Der erste Beitrag (2015) liefert den ideengeschichtlichen Hintergrund für seinen Ansatz. Sein Lehrer, der Soziologe und Ethnologe Christian Sigrist, hatte anhand „segmentärer Gesellschaften“ in Afrika Beispiele aufgezeigt, wie in egalitären Verwandtschaftssystemen ohne herrschaftliche Gewalt gelebt werden kann – eine Forschung, die auch bei einigen Alttestamentlern in Übertragung auf Israel Resonanz fand. Haude zieht hier wiederum die Parallele zur Richterzeit, die von der bewussten Ablehnung staatlicher Herrschaft geprägt gewesen sei.

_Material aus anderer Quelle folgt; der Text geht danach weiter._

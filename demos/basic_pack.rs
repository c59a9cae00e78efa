//! Basic packing example

use structpack_core::{calc_length, pack, unpack, Mode, Value};

fn main() -> Result<(), Box<dyn std::error::Error>> {
    println!("Structpack Basic Packing Example\n");

    // Network-order header: version, flags, payload length, sequence number, name
    let format = "!BBHQ6s";
    let values = vec![
        Value::from(1u8),
        Value::from(0b1010u8),
        Value::from(512u16),
        Value::from(u64::MAX),
        Value::from("probe"),
    ];

    println!("Format {} covers {} bytes", format, calc_length(format)?);

    let bytes = pack(format, &values, Mode::Strict)?;
    println!("Packed: {:02x?}", &bytes[..]);

    let decoded = unpack(format, &bytes, Mode::Strict)?;
    for (i, value) in decoded.iter().enumerate() {
        println!("  [{}] {:?}", i, value);
    }

    std::fs::write("example_header.bin", &bytes)?;
    println!("\nWrote {} bytes to example_header.bin", bytes.len());
    println!("Use 'structpack unpack -f {} -i example_header.bin' to read it back", format);

    Ok(())
}
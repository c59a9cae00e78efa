use anyhow::{Context, Result};
use structpack_core::{ByteOrder, Layout};
use tracing::info;

pub fn execute(format: &str, show_fields: bool) -> Result<()> {
    let layout =
        Layout::parse(format).with_context(|| format!("Invalid format string: {:?}", format))?;

    info!("Parsed {} fields from {:?}", layout.fields().len(), format);

    println!("{}", layout.calc_length());

    if show_fields {
        println!("\n=== Fields ===");
        let mut offset = 0;
        for field in layout.fields() {
            let order = match field.order {
                ByteOrder::Little => "little",
                ByteOrder::Big => "big",
            };
            println!(
                "@{:<6} {:>6} x '{}'  {:>3} bytes each  {}",
                offset,
                field.count,
                field.code.as_char(),
                field.size,
                order
            );
            offset += field.byte_len();
        }
        println!("Values consumed:  {}", layout.value_count());
    }

    Ok(())
}
//! Format-string parsing
//!
//! A format is a sequence of byte-order markers and `digits? type` groups.
//! The parser produces a [`Layout`]: the ordered list of [`FieldSpec`]s both
//! drivers execute.

use crate::codec::TypeCodec;
use crate::constants::{MAX_LAYOUT_LEN, MAX_REPEAT_COUNT};
use crate::error::StructError;
use crate::types::{ByteOrder, FieldSpec, Mode, Value};
use alloc::string::{String, ToString};
use alloc::vec::Vec;
use bytes::Bytes;

#[cfg(feature = "logging")]
use tracing::trace;

/// Repeat count being accumulated
struct PendingCount {
    value: usize,
    start: usize,
}

/// Parse a format string into its field specifications
///
/// This function:
/// 1. Accumulates digits into a pending repeat count
/// 2. Switches the active byte order on `@ = < > !` without touching the count
/// 3. Closes the count into a [`FieldSpec`] on each type character
/// 4. Skips whitespace between groups
///
/// A format whose total byte length exceeds [`MAX_LAYOUT_LEN`] fails with
/// [`StructError::CountOverflow`] at the group that crosses the limit.
pub fn parse(format: &str) -> Result<Vec<FieldSpec>, StructError> {
    let mut fields = Vec::new();
    let mut order = ByteOrder::native();
    let mut total_len = 0usize;
    let mut pending: Option<PendingCount> = None;

    for (position, c) in format.chars().enumerate() {
        if let Some(digit) = c.to_digit(10) {
            let count = pending.get_or_insert(PendingCount {
                value: 0,
                start: position,
            });
            count.value = count
                .value
                .checked_mul(10)
                .and_then(|v| v.checked_add(digit as usize))
                .filter(|&v| v <= MAX_REPEAT_COUNT)
                .ok_or(StructError::CountOverflow {
                    position: count.start,
                })?;
            continue;
        }

        if let Some(next) = ByteOrder::from_marker(c) {
            order = next;
            continue;
        }

        if c.is_ascii_whitespace() {
            if pending.is_some() {
                return Err(StructError::MisplacedCount { position });
            }
            continue;
        }

        let codec = TypeCodec::lookup(c)
            .ok_or(StructError::UnknownTypeCode { code: c, position })?;

        let (count, start) = match pending.take() {
            Some(PendingCount { value: 0, start }) => {
                return Err(StructError::ZeroCount { position: start })
            }
            Some(p) => (p.value, p.start),
            None => (1, position),
        };

        let field = FieldSpec {
            count,
            code: codec.code,
            order,
            size: codec.width,
        };
        total_len = grow(total_len, field.byte_len())
            .ok_or(StructError::CountOverflow { position: start })?;
        fields.push(field);
    }

    if let Some(p) = pending {
        return Err(StructError::DanglingCount { position: p.start });
    }

    #[cfg(feature = "logging")]
    trace!("Parsed format {:?} into {} fields", format, fields.len());

    Ok(fields)
}

/// Add one group's byte length to a layout total, bounded by [`MAX_LAYOUT_LEN`]
fn grow(total: usize, group_len: usize) -> Option<usize> {
    total.checked_add(group_len).filter(|&t| t <= MAX_LAYOUT_LEN)
}

/// A parsed format string, ready to drive pack and unpack
#[derive(Debug, Clone, PartialEq, Eq)]
pub struct Layout {
    format: String,
    fields: Vec<FieldSpec>,
}

impl Layout {
    /// Parse a format string
    pub fn parse(format: &str) -> Result<Self, StructError> {
        Ok(Self {
            format: format.to_string(),
            fields: parse(format)?,
        })
    }

    /// Source format string
    pub fn format(&self) -> &str {
        &self.format
    }

    /// Field specifications in source order
    pub fn fields(&self) -> &[FieldSpec] {
        &self.fields
    }

    /// Total number of bytes the format covers
    pub fn calc_length(&self) -> usize {
        self.fields.iter().map(FieldSpec::byte_len).sum()
    }

    /// Number of values a full pack consumes (and a full unpack produces)
    pub fn value_count(&self) -> usize {
        self.fields.iter().map(FieldSpec::value_count).sum()
    }

    /// The field spec serving each value slot, in order
    pub fn value_slots(&self) -> impl Iterator<Item = &FieldSpec> + '_ {
        self.fields
            .iter()
            .flat_map(|f| core::iter::repeat(f).take(f.value_count()))
    }

    /// Pack `values` according to this layout
    pub fn pack(&self, values: &[Value], mode: Mode) -> Result<Bytes, StructError> {
        crate::packer::pack_fields(&self.fields, values, mode)
    }

    /// Pack `values` into `buf` starting at `offset`, returning the bytes written
    pub fn pack_into(
        &self,
        buf: &mut [u8],
        offset: usize,
        values: &[Value],
        mode: Mode,
    ) -> Result<usize, StructError> {
        crate::packer::pack_fields_into(&self.fields, buf, offset, values, mode)
    }

    /// Unpack `bytes` according to this layout
    pub fn unpack(&self, bytes: &[u8], mode: Mode) -> Result<Vec<Value>, StructError> {
        crate::unpacker::unpack_fields(&self.fields, bytes, mode)
    }

    /// Unpack starting at `offset` within `bytes`
    pub fn unpack_from(
        &self,
        bytes: &[u8],
        offset: usize,
        mode: Mode,
    ) -> Result<Vec<Value>, StructError> {
        let tail = bytes.get(offset..).unwrap_or(&[]);
        crate::unpacker::unpack_fields(&self.fields, tail, mode)
    }
}

impl core::str::FromStr for Layout {
    type Err = StructError;

    fn from_str(s: &str) -> Result<Self, Self::Err> {
        Layout::parse(s)
    }
}
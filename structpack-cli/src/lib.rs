//! Library entry for structpack-cli used by integration tests and embedding.

pub mod commands;
pub mod convert;

// Re-export commonly used items
pub use crate::commands::{calcsize, pack, unpack};
pub use crate::convert::{json_to_values, value_to_json};
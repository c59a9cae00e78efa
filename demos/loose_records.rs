//! Recovering the readable prefix of a truncated record stream

use structpack_core::{Layout, Mode, StructError, Value};

fn main() -> Result<(), Box<dyn std::error::Error>> {
    println!("Structpack Loose Mode Example\n");

    let layout = Layout::parse("<IhxB4s")?;
    let record = layout.pack(
        &[
            Value::from(123_456u32),
            Value::from(-12i16),
            Value::from(3u8),
            Value::from("tag!"),
        ],
        Mode::Strict,
    )?;
    println!("Full record: {} bytes", record.len());

    // Simulate a short read
    for cut in [record.len(), 8, 5, 3] {
        let partial = &record[..cut];
        match layout.unpack(partial, Mode::Strict) {
            Ok(values) => println!("{:>2} bytes strict: {:?}", cut, values),
            Err(StructError::NotEnoughBytes { needed, available }) => {
                let prefix = layout.unpack(partial, Mode::Loose)?;
                println!(
                    "{:>2} bytes strict failed ({} of {}), loose recovered {:?}",
                    cut, available, needed, prefix
                );
            }
            Err(e) => return Err(e.into()),
        }
    }

    // Missing values: strict refuses, loose keeps whole groups only
    let short = [Value::from(1u32), Value::from(2i16)];
    println!("\nStrict pack with 2 values: {:?}", layout.pack(&short, Mode::Strict));
    println!("Loose pack with 2 values:  {:02x?}", &layout.pack(&short, Mode::Loose)?[..]);

    Ok(())
}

Im zweiten Aufsatz (1999) wendet sich der Autor bezüglich des oft hergestellten Entstehungszusammenhangs von Literalität und Demokratie gegen die Privilegierung des griechischen, vokalisierten Alphabets zuungunsten der orientalisch-semitischen Sprachen. Entgegen einer solchen westlich-verengten Perspektive, in der die modernen Gesellschaften einseitig als evolutionäre Errungenschaft verstanden werden, rechnet er mit einer demokratischen Literalität schon im richterzeitlichen Israel.
Konkreten Textbeispielen wenden sich in einer komplementär angelegten Interpretation die beiden letzten Beiträge (von 2000 und 2003) zu. Die Erzählung vom Turmbau zu Babel liest Haude als Stadtkritik gegen Städte mit Herrschaftsarchitektur. Bei dem Turm von Babel handle es sich um eine Herrschaftschiffre und die Unklugheit des Kollektivs besteht darin, ohne Not die bestehende Herrschaftsfreiheit aufgeben zu wollen. Im Buch Jona dagegen treffe man mit den Seeleuten auf ein multinationales Kollektiv, das sich im krisenhaften Moment der Seenot bestens selbst organisiert und den Steuermann überflüssig macht.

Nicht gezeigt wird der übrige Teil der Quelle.